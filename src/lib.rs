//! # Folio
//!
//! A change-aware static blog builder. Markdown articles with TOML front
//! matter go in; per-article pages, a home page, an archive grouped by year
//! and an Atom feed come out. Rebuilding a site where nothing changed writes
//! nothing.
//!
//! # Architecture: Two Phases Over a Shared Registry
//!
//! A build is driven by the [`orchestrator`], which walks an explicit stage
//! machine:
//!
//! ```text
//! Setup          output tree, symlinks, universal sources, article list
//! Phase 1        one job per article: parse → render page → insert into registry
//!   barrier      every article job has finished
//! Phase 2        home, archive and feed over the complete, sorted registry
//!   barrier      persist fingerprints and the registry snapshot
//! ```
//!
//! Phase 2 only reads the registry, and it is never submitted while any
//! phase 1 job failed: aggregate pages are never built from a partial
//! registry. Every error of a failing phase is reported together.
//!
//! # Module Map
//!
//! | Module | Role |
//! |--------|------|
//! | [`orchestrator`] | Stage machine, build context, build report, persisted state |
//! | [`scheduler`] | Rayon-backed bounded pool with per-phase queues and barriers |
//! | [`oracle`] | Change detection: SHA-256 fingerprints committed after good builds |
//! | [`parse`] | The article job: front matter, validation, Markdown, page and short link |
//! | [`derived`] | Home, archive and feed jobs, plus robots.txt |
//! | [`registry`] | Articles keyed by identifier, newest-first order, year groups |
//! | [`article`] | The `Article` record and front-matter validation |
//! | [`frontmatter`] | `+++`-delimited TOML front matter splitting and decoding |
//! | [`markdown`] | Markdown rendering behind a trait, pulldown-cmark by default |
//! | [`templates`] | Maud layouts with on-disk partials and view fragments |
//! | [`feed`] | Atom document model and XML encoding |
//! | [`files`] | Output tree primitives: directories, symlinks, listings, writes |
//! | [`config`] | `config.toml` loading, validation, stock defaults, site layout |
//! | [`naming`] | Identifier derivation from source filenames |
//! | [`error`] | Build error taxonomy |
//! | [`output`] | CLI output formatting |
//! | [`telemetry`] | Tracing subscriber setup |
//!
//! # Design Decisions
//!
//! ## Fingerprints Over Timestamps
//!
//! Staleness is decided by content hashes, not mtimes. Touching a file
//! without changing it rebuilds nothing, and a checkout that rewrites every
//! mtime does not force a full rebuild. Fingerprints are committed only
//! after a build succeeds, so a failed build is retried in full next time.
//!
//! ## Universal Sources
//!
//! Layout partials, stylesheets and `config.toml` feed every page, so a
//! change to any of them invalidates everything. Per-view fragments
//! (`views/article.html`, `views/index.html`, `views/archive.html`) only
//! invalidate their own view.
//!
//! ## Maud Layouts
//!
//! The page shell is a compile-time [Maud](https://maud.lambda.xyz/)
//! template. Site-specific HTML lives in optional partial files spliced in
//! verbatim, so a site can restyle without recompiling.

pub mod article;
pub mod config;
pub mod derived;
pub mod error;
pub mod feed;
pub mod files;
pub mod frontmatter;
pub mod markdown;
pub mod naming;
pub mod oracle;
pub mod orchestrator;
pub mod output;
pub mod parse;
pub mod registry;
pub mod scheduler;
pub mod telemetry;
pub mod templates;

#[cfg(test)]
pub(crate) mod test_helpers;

##########

WHAT YOU HAVE TO DO - Return, exactly as written, the "restyle without recompiling." line and each line after it through the end of the listing above.

RESPONSE -
//! verbatim, so a site can restyle without recompiling.

pub mod article;
pub mod config;
pub mod derived;
pub mod error;
pub mod feed;
pub mod files;
pub mod frontmatter;
pub mod markdown;
pub mod naming;
pub mod oracle;
pub mod orchestrator;
pub mod output;
pub mod parse;
pub mod registry;
pub mod scheduler;
pub mod telemetry;
pub mod templates;

#[cfg(test)]
pub(crate) mod test_helpers;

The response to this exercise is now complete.